Exercise –
Using the records below, transcribe word for word the stretch from the line that contains "self.emit_call_hook(self.layout.hooks.alloc);" through the line that contains "for (i, &dim)", both end lines included, and nothing else.

Collected data –

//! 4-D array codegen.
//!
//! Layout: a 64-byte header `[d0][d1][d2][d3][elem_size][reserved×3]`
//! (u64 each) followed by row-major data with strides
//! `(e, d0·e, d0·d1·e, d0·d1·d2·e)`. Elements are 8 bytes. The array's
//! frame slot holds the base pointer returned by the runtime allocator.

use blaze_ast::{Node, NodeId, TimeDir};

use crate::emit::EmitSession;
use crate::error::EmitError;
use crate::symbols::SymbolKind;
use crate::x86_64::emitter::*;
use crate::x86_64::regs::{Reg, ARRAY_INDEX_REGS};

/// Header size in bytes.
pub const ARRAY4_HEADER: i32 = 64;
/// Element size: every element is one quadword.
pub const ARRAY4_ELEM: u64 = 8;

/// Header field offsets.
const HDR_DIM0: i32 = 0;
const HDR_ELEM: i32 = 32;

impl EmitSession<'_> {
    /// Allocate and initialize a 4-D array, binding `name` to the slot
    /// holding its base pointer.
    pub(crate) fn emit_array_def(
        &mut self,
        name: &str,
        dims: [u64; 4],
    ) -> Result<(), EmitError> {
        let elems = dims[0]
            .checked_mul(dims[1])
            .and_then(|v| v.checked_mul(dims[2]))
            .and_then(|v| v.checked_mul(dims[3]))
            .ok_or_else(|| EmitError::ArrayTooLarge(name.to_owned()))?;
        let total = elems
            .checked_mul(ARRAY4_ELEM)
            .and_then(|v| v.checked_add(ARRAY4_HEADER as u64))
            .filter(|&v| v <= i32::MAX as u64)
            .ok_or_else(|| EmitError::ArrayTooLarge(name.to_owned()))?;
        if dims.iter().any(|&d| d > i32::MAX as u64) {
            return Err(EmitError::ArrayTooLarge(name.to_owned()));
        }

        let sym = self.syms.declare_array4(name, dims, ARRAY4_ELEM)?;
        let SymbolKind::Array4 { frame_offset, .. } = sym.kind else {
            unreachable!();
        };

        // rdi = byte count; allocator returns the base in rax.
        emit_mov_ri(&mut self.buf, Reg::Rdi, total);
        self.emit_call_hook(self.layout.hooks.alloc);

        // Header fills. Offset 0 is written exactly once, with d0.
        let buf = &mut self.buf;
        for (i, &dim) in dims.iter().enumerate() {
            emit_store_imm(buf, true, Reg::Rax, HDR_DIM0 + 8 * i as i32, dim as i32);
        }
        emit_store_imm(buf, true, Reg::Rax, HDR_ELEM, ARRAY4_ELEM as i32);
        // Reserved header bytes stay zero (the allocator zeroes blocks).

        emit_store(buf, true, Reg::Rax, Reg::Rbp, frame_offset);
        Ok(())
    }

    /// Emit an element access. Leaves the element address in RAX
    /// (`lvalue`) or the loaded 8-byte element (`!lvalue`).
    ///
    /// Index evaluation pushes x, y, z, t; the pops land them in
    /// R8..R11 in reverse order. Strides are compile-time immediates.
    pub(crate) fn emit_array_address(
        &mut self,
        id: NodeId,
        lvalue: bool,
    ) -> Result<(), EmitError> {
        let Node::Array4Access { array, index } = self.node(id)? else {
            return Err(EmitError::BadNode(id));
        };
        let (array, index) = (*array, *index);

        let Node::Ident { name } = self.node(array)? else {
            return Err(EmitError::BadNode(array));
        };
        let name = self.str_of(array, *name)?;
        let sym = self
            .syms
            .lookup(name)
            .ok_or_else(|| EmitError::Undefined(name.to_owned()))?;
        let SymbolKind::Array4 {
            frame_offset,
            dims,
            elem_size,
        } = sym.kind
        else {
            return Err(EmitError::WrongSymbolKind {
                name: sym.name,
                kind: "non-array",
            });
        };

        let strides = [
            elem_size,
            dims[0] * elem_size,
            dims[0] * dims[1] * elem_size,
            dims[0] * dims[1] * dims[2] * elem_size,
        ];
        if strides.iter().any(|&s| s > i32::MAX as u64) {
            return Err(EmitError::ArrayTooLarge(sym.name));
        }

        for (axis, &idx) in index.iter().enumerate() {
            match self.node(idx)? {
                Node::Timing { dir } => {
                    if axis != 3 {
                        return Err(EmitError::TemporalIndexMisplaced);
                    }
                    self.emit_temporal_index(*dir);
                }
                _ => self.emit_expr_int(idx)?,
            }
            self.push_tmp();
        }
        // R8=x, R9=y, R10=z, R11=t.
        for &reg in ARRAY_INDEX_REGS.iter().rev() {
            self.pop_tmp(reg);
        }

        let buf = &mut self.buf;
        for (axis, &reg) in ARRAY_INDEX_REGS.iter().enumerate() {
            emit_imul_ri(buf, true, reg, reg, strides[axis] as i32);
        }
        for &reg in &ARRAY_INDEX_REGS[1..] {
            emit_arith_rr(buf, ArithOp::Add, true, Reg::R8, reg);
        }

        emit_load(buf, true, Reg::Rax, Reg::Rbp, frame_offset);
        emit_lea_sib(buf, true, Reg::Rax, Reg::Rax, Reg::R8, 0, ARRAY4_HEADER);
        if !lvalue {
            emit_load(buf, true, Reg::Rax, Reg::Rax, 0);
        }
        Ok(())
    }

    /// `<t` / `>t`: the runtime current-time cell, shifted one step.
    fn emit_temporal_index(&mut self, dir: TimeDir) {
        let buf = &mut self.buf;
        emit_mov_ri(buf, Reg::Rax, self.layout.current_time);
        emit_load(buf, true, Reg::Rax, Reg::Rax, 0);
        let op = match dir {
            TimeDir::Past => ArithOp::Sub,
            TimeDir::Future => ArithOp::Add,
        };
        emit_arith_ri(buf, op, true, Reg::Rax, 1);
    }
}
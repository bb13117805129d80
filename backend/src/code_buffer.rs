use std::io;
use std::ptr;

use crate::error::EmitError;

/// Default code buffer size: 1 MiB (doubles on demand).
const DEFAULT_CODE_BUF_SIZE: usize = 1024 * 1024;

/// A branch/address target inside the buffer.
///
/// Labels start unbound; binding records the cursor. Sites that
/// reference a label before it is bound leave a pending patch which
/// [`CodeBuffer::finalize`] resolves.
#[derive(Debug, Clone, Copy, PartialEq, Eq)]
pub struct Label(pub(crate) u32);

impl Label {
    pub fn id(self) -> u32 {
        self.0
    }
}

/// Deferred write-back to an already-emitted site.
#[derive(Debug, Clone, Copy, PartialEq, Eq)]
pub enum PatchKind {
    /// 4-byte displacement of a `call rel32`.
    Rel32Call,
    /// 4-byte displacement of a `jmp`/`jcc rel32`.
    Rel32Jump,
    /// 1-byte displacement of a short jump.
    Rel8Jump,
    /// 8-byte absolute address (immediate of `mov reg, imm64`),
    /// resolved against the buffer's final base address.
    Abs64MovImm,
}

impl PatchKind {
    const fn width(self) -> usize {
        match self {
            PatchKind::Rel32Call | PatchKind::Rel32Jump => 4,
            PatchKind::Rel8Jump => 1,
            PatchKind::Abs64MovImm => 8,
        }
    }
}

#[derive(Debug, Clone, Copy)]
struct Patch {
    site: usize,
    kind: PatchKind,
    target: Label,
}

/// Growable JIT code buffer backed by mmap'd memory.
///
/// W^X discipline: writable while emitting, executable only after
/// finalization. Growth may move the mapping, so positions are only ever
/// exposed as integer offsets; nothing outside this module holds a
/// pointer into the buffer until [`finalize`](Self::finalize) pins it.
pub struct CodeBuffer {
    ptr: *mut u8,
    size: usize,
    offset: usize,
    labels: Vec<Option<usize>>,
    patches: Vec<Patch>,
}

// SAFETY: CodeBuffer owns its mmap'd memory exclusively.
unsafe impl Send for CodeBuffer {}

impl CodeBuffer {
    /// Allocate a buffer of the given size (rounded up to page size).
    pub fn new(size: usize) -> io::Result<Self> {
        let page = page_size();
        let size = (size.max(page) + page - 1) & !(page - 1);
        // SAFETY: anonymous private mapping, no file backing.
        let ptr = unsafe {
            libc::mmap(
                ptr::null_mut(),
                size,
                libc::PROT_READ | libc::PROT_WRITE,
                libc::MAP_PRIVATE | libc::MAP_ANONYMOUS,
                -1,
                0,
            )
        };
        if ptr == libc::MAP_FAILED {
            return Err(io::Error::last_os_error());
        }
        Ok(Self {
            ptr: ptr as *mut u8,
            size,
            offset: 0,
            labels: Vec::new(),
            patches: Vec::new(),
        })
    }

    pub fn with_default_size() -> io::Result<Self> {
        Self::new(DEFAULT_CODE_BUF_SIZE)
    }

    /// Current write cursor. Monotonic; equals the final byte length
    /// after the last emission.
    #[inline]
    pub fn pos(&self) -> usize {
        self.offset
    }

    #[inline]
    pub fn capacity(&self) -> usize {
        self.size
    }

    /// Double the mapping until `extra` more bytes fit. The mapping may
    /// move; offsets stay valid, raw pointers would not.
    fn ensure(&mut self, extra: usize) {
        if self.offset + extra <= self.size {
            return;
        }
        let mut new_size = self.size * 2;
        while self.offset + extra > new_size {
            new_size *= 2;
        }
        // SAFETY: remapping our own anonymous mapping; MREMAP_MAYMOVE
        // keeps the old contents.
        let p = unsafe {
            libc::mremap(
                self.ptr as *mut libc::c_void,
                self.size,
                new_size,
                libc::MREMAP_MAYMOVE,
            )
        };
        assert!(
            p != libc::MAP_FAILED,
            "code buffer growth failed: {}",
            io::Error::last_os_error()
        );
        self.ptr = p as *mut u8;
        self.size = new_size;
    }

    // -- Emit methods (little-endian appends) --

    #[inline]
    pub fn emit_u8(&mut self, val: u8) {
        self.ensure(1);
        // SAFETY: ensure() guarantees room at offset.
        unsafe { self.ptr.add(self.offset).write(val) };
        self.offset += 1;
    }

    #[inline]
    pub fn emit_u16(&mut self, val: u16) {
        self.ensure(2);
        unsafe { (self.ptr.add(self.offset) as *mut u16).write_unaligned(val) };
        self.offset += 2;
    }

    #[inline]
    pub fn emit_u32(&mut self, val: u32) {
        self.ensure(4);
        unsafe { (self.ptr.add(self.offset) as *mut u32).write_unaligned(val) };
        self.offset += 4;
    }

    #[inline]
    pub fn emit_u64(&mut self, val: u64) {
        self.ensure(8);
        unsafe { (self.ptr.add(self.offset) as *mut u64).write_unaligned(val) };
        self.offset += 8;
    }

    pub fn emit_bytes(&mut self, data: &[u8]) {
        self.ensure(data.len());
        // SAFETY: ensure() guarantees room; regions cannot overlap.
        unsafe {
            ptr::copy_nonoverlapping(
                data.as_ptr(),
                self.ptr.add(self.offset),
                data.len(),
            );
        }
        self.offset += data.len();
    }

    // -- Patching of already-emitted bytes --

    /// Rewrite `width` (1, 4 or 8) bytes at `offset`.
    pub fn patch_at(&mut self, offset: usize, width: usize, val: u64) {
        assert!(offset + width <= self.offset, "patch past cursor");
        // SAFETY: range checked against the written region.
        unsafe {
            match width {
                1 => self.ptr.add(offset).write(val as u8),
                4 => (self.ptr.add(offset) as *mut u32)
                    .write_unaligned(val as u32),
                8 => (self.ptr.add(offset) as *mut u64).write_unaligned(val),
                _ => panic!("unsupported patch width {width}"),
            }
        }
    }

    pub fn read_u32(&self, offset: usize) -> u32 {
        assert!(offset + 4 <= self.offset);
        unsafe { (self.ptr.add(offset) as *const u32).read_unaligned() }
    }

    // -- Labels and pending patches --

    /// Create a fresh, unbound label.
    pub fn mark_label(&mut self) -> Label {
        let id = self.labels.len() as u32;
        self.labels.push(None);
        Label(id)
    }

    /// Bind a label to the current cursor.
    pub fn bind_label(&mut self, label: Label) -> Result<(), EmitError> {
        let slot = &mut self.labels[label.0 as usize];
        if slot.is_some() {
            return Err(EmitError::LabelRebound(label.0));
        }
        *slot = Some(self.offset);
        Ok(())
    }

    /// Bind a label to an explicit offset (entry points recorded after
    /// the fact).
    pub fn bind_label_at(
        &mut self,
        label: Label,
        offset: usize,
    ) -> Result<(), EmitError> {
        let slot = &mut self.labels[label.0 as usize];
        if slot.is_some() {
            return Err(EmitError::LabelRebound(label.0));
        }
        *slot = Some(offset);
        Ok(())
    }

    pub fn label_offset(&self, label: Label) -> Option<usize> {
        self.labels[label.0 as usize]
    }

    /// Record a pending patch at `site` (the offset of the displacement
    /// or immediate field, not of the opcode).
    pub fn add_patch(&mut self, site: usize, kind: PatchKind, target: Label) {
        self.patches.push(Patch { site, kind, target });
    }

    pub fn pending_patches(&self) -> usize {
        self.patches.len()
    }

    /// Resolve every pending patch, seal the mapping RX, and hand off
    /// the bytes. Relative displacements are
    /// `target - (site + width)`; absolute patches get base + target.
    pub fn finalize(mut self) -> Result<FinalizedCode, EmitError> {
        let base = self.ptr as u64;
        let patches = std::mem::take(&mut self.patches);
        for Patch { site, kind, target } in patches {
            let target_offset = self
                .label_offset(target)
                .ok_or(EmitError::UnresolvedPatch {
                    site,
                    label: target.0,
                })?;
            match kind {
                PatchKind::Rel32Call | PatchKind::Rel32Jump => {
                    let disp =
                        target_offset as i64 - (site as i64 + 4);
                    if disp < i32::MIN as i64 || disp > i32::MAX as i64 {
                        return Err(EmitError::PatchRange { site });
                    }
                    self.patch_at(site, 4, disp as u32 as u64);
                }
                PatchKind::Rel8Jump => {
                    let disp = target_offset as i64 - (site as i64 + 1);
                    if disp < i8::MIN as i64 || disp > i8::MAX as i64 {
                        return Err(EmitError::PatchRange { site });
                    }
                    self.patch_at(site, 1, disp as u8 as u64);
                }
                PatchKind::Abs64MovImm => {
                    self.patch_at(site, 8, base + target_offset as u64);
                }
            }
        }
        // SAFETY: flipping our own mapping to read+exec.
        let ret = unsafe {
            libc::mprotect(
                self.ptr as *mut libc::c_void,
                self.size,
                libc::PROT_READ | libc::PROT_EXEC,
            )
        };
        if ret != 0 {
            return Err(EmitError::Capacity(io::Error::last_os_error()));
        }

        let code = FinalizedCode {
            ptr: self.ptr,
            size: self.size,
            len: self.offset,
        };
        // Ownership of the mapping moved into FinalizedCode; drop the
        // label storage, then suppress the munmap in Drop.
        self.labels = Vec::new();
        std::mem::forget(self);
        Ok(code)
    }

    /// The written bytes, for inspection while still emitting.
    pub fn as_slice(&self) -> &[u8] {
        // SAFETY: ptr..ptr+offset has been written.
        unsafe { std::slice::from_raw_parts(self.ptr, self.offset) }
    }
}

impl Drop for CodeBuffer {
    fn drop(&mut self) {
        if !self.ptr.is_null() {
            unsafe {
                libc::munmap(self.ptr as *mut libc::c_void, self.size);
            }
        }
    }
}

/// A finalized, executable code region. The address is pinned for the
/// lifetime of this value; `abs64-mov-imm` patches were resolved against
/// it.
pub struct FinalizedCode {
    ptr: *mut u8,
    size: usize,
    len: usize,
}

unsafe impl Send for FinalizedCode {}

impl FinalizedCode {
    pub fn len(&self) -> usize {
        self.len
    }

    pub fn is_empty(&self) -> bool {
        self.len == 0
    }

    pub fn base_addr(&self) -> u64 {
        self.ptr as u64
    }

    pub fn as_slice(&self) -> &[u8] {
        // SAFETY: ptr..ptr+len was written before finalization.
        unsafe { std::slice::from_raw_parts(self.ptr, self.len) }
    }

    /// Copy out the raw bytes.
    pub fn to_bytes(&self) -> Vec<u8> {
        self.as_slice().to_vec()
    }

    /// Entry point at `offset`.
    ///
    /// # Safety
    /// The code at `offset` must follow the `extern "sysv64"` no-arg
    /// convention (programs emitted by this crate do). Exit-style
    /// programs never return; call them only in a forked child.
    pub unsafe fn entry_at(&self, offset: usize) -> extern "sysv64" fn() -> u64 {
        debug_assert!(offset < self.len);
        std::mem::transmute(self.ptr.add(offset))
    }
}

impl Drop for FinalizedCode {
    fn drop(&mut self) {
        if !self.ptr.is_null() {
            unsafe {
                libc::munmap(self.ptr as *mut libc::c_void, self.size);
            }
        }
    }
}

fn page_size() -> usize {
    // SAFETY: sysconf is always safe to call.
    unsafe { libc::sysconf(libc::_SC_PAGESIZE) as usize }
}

Result of the task –
        self.emit_call_hook(self.layout.hooks.alloc);

        // Header fills. Offset 0 is written exactly once, with d0.
        let buf = &mut self.buf;
        for (i, &dim) in dims.iter().enumerate() {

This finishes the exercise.